Your response should be the lines from the one containing "Some(selector)" through the end of the material, copied exactly and with nothing added.
=-=-=-=-=
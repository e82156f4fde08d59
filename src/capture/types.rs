use serde::{Deserialize, Serialize};
use serde_json::{Map, Value};
use std::collections::BTreeMap;
use strum::{AsRefStr, Display, EnumString};

/// Approximate heap footprint of a captured record, used for memory admission.
pub trait Footprint {
    fn footprint(&self) -> usize;
}

const RECORD_OVERHEAD: usize = 64;

fn opt_len(value: Option<&String>) -> usize {
    value.map_or(0, String::len)
}

fn value_footprint(value: &Value) -> usize {
    match value {
        Value::Null | Value::Bool(_) | Value::Number(_) => 8,
        Value::String(s) => s.len(),
        Value::Array(items) => items.iter().map(value_footprint).sum::<usize>() + 16,
        Value::Object(map) => {
            map.iter()
                .map(|(k, v)| k.len() + value_footprint(v))
                .sum::<usize>()
                + 16
        }
    }
}

// ─── Logs ────────────────────────────────────────────────────────────────────

#[derive(
    Debug, Clone, Copy, PartialEq, Eq, PartialOrd, Ord, Hash, Display, EnumString, AsRefStr,
)]
#[strum(serialize_all = "lowercase", ascii_case_insensitive)]
pub enum LogLevel {
    Trace,
    Debug,
    #[strum(to_string = "info", serialize = "log")]
    Info,
    #[strum(to_string = "warn", serialize = "warning")]
    Warn,
    Error,
}

/// Console log entry with dynamic fields.
///
/// Well-known keys: `ts`, `level`, `message`, `source`, `url`, `tabId`.
#[derive(Debug, Clone, Default, PartialEq, Serialize, Deserialize)]
#[serde(transparent)]
pub struct LogEntry(pub Map<String, Value>);

impl LogEntry {
    fn str_field(&self, key: &str) -> Option<&str> {
        self.0.get(key).and_then(Value::as_str)
    }

    pub fn level(&self) -> Option<LogLevel> {
        self.str_field("level").and_then(|l| l.parse().ok())
    }

    pub fn is_error(&self) -> bool {
        self.level() == Some(LogLevel::Error)
    }

    pub fn message(&self) -> &str {
        self.str_field("message").unwrap_or_default()
    }

    pub fn source(&self) -> &str {
        self.str_field("source").unwrap_or_default()
    }

    pub fn url(&self) -> &str {
        self.str_field("url").unwrap_or_default()
    }

    pub fn ts(&self) -> Option<&str> {
        self.str_field("ts")
    }

    pub fn tab_id(&self) -> Option<i64> {
        self.0.get("tabId").and_then(|v| {
            v.as_i64()
                .or_else(|| v.as_str().and_then(|s| s.parse().ok()))
        })
    }
}

impl From<Value> for LogEntry {
    fn from(value: Value) -> Self {
        match value {
            Value::Object(map) => Self(map),
            other => {
                let mut map = Map::new();
                map.insert("message".into(), other);
                Self(map)
            }
        }
    }
}

impl Footprint for LogEntry {
    fn footprint(&self) -> usize {
        self.0
            .iter()
            .map(|(k, v)| k.len() + value_footprint(v))
            .sum::<usize>()
            + RECORD_OVERHEAD
    }
}

// ─── Network ─────────────────────────────────────────────────────────────────

#[derive(Debug, Clone, Default, PartialEq, Serialize, Deserialize)]
#[serde(default)]
pub struct NetworkBody {
    pub method: String,
    pub url: String,
    pub status: u16,
    pub duration_ms: f64,
    pub request_body: String,
    pub response_body: String,
    pub response_size: u64,
    pub content_type: String,
    #[serde(skip_serializing_if = "Option::is_none")]
    pub binary_format: Option<String>,
    #[serde(skip_serializing_if = "Option::is_none")]
    pub format_confidence: Option<f64>,
    #[serde(skip_serializing_if = "Option::is_none")]
    pub tab_id: Option<i64>,
    #[serde(skip_serializing_if = "Option::is_none")]
    pub ts: Option<String>,
}

impl NetworkBody {
    pub fn is_error(&self) -> bool {
        self.status >= 400
    }
}

impl Footprint for NetworkBody {
    fn footprint(&self) -> usize {
        self.method.len()
            + self.url.len()
            + self.request_body.len()
            + self.response_body.len()
            + self.content_type.len()
            + opt_len(self.binary_format.as_ref())
            + opt_len(self.ts.as_ref())
            + RECORD_OVERHEAD
    }
}

// ─── WebSocket ───────────────────────────────────────────────────────────────

#[derive(Debug, Clone, Default, PartialEq, Serialize, Deserialize)]
#[serde(default)]
pub struct WebSocketEvent {
    /// open | message | close | error
    pub event: String,
    /// Connection id assigned by the extension
    pub id: String,
    pub url: String,
    #[serde(skip_serializing_if = "Option::is_none")]
    pub direction: Option<String>,
    #[serde(skip_serializing_if = "Option::is_none")]
    pub data: Option<String>,
    #[serde(skip_serializing_if = "Option::is_none")]
    pub size: Option<u64>,
    #[serde(skip_serializing_if = "Option::is_none")]
    pub close_code: Option<u16>,
    #[serde(skip_serializing_if = "Option::is_none")]
    pub close_reason: Option<String>,
    #[serde(skip_serializing_if = "Option::is_none")]
    pub binary_format: Option<String>,
    #[serde(skip_serializing_if = "Option::is_none")]
    pub format_confidence: Option<f64>,
    #[serde(skip_serializing_if = "Option::is_none")]
    pub tab_id: Option<i64>,
    #[serde(skip_serializing_if = "Option::is_none")]
    pub ts: Option<String>,
}

impl Footprint for WebSocketEvent {
    fn footprint(&self) -> usize {
        self.event.len()
            + self.id.len()
            + self.url.len()
            + opt_len(self.direction.as_ref())
            + opt_len(self.data.as_ref())
            + opt_len(self.close_reason.as_ref())
            + opt_len(self.binary_format.as_ref())
            + opt_len(self.ts.as_ref())
            + RECORD_OVERHEAD
    }
}

// ─── Actions ─────────────────────────────────────────────────────────────────

/// A user interaction recorded by the extension.
#[derive(Debug, Clone, Default, PartialEq, Serialize, Deserialize)]
#[serde(default)]
pub struct EnhancedAction {
    #[serde(rename = "type")]
    pub kind: String,
    /// Milliseconds since the Unix epoch
    pub timestamp: i64,
    pub selectors: BTreeMap<String, Value>,
    pub url: String,
    #[serde(skip_serializing_if = "Option::is_none")]
    pub value: Option<String>,
    #[serde(skip_serializing_if = "Option::is_none")]
    pub key: Option<String>,
    #[serde(skip_serializing_if = "Option::is_none")]
    pub from_url: Option<String>,
    #[serde(skip_serializing_if = "Option::is_none")]
    pub to_url: Option<String>,
    #[serde(skip_serializing_if = "Option::is_none")]
    pub tab_id: Option<i64>,
}

impl EnhancedAction {
    /// Best selector for replaying this action, preferring test ids.
    pub fn preferred_selector(&self) -> Option<String> {
        ["testId", "ariaLabel", "role", "id", "css", "text"]
            .iter()
            .find_map(|key| {
                let value = self.selectors.get(*key)?;
                let raw = value.as_str()?;
                let selector = match *key {
                    "testId" => format!("[data-testid=\"{raw}\"]"),
                    "ariaLabel" => format!("[aria-label=\"{raw}\"]"),
                    "id" if !raw.starts_with('#') => format!("#{raw}"),
                    "text" => format!("text={raw}"),
                    _ => raw.to_string(),
                };
                Some(selector)
            })
    }
}

impl Footprint for EnhancedAction {
    fn footprint(&self) -> usize {
        self.kind.len()
            + self.url.len()
            + self
                .selectors
                .iter()
                .map(|(k, v)| k.len() + value_footprint(v))
                .sum::<usize>()
            + opt_len(self.value.as_ref())
            + opt_len(self.to_url.as_ref())
            + opt_len(self.from_url.as_ref())
            + RECORD_OVERHEAD
    }
}

// ─── Vitals ──────────────────────────────────────────────────────────────────

/// One Web Vitals sample for a page.
#[derive(Debug, Clone, Default, PartialEq, Serialize, Deserialize)]
#[serde(default)]
pub struct VitalsSnapshot {
    pub url: String,
    #[serde(skip_serializing_if = "Option::is_none")]
    pub lcp_ms: Option<f64>,
    #[serde(skip_serializing_if = "Option::is_none")]
    pub fcp_ms: Option<f64>,
    #[serde(skip_serializing_if = "Option::is_none")]
    pub inp_ms: Option<f64>,
    #[serde(skip_serializing_if = "Option::is_none")]
    pub ttfb_ms: Option<f64>,
    #[serde(skip_serializing_if = "Option::is_none")]
    pub cls: Option<f64>,
    #[serde(skip_serializing_if = "Option::is_none")]
    pub ts: Option<String>,
}

impl Footprint for VitalsSnapshot {
    fn footprint(&self) -> usize {
        self.url.len() + opt_len(self.ts.as_ref()) + RECORD_OVERHEAD
    }
}

// ─── Extension logs ──────────────────────────────────────────────────────────

/// Diagnostic log line emitted by the extension itself.
#[derive(Debug, Clone, Default, PartialEq, Serialize, Deserialize)]
#[serde(default)]
pub struct ExtensionLog {
    pub level: String,
    pub message: String,
    pub source: String,
    pub category: String,
    #[serde(skip_serializing_if = "Option::is_none")]
    pub data: Option<Value>,
    pub timestamp: String,
}

impl Footprint for ExtensionLog {
    fn footprint(&self) -> usize {
        self.level.len()
            + self.message.len()
            + self.source.len()
            + self.category.len()
            + self.data.as_ref().map_or(0, value_footprint)
            + self.timestamp.len()
            + RECORD_OVERHEAD
    }
}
=-=-=-=-=
** RESULT OF THE TASK **
                Some(selector)
            })
    }
}

impl Footprint for EnhancedAction {
    fn footprint(&self) -> usize {
        self.kind.len()
            + self.url.len()
            + self
                .selectors
                .iter()
                .map(|(k, v)| k.len() + value_footprint(v))
                .sum::<usize>()
            + opt_len(self.value.as_ref())
            + opt_len(self.to_url.as_ref())
            + opt_len(self.from_url.as_ref())
            + RECORD_OVERHEAD
    }
}

// ─── Vitals ──────────────────────────────────────────────────────────────────

/// One Web Vitals sample for a page.
#[derive(Debug, Clone, Default, PartialEq, Serialize, Deserialize)]
#[serde(default)]
pub struct VitalsSnapshot {
    pub url: String,
    #[serde(skip_serializing_if = "Option::is_none")]
    pub lcp_ms: Option<f64>,
    #[serde(skip_serializing_if = "Option::is_none")]
    pub fcp_ms: Option<f64>,
    #[serde(skip_serializing_if = "Option::is_none")]
    pub inp_ms: Option<f64>,
    #[serde(skip_serializing_if = "Option::is_none")]
    pub ttfb_ms: Option<f64>,
    #[serde(skip_serializing_if = "Option::is_none")]
    pub cls: Option<f64>,
    #[serde(skip_serializing_if = "Option::is_none")]
    pub ts: Option<String>,
}

impl Footprint for VitalsSnapshot {
    fn footprint(&self) -> usize {
        self.url.len() + opt_len(self.ts.as_ref()) + RECORD_OVERHEAD
    }
}

// ─── Extension logs ──────────────────────────────────────────────────────────

/// Diagnostic log line emitted by the extension itself.
#[derive(Debug, Clone, Default, PartialEq, Serialize, Deserialize)]
#[serde(default)]
pub struct ExtensionLog {
    pub level: String,
    pub message: String,
    pub source: String,
    pub category: String,
    #[serde(skip_serializing_if = "Option::is_none")]
    pub data: Option<Value>,
    pub timestamp: String,
}

impl Footprint for ExtensionLog {
    fn footprint(&self) -> usize {
        self.level.len()
            + self.message.len()
            + self.source.len()
            + self.category.len()
            + self.data.as_ref().map_or(0, value_footprint)
            + self.timestamp.len()
            + RECORD_OVERHEAD
    }
}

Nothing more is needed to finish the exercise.